**Exercise:** In which lines of the data does the string "Some" appear? Copy every one.

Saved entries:
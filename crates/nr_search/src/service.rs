use std::fmt;
use std::sync::Arc;
use nr_core::types::{SUMMARY_NOT_AVAILABLE, SUMMARY_UNAVAILABLE};
use nr_core::{
    ArticleProvider, ArticleSummary, CancelSignal, Error, LanguageModel, NewsQuery, QueryResult,
    Result,
};
use nr_inference::{Enricher, RetryPolicy};
use crate::ranking::Ranker;

/// Entry point for every query mode: rank, enrich, wrap.
pub struct NewsService {
    provider: Arc<dyn ArticleProvider>,
    ranker: Ranker,
    enricher: Enricher,
}

impl fmt::Debug for NewsService {
    fn fmt(&self, f: &mut fmt::Formatter<'_>) -> fmt::Result {
        f.debug_struct("NewsService")
            .field("ranker", &self.ranker)
            .field("enricher", &self.enricher)
            .finish()
    }
}

impl NewsService {
    pub fn new(provider: Arc<dyn ArticleProvider>, model: Arc<dyn LanguageModel>) -> Self {
        Self {
            ranker: Ranker::new(provider.clone(), model.clone()),
            enricher: Enricher::new(model),
            provider,
        }
    }

    pub fn with_retry_policy(mut self, policy: RetryPolicy) -> Self {
        self.enricher = self.enricher.with_policy(policy);
        self
    }

    pub async fn execute(&self, query: NewsQuery, cancel: Option<&CancelSignal>) -> Result<QueryResult> {
        let ranked = match &query {
            NewsQuery::Category(name) => self.ranker.by_category(name).await?,
            NewsQuery::Score(threshold) => self.ranker.by_score(*threshold).await?,
            NewsQuery::Search(text) => self.ranker.search(text).await?,
            NewsQuery::Source(name) => self.ranker.by_source(name).await?,
            NewsQuery::Nearby { lat, lon, radius_km } => {
                self.ranker.nearby(*lat, *lon, *radius_km).await?
            }
            NewsQuery::Natural(text) => self.ranker.natural_query(text).await?,
        };
        tracing::info!(query = %query, matched = ranked.len(), "Ranked articles");

        let enriched = self.enricher.enrich_all(ranked, cancel).await;
        Ok(QueryResult::new(query.descriptor(), enriched))
    }

    pub async fn by_category(&self, name: &str) -> Result<QueryResult> {
        self.execute(NewsQuery::Category(name.to_string()), None).await
    }

    pub async fn by_score(&self, threshold: f64) -> Result<QueryResult> {
        self.execute(NewsQuery::Score(threshold), None).await
    }

    pub async fn search(&self, query: &str) -> Result<QueryResult> {
        self.execute(NewsQuery::Search(query.to_string()), None).await
    }

    pub async fn by_source(&self, name: &str) -> Result<QueryResult> {
        self.execute(NewsQuery::Source(name.to_string()), None).await
    }

    pub async fn nearby(&self, lat: f64, lon: f64, radius_km: f64) -> Result<QueryResult> {
        self.execute(NewsQuery::Nearby { lat, lon, radius_km }, None).await
    }

    pub async fn natural_query(&self, query: &str) -> Result<QueryResult> {
        self.execute(NewsQuery::Natural(query.to_string()), None).await
    }

    /// Summarize one article by id, asking the model exactly once.
    pub async fn summary_by_id(&self, id: &str) -> Result<ArticleSummary> {
        let article = self
            .provider
            .fetch_by_id(id)
            .await?
            .ok_or_else(|| Error::NotFound(format!("No article with id {}", id)))?;

        let llm_summary = match article.summarizable_text() {
            None => SUMMARY_UNAVAILABLE.to_string(),
            Some(text) => match self.enricher.model().summarize(text).await {
                Ok(Some(outcome)) if !outcome.text().trim().is_empty() => outcome.into_text(),
                Ok(_) => {
                    tracing::warn!(article_id = %id, "No summary returned");
                    SUMMARY_NOT_AVAILABLE.to_string()
                }
                Err(e) => {
                    tracing::warn!(article_id = %id, error = %e, "Summary failed");
                    SUMMARY_NOT_AVAILABLE.to_string()
                }
            },
        };

        Ok(ArticleSummary {
            id: id.to_string(),
            llm_summary,
        })
    }
}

**Expected answer:**
            Some(text) => match self.enricher.model().summarize(text).await {
                Ok(Some(outcome)) if !outcome.text().trim().is_empty() => outcome.into_text(),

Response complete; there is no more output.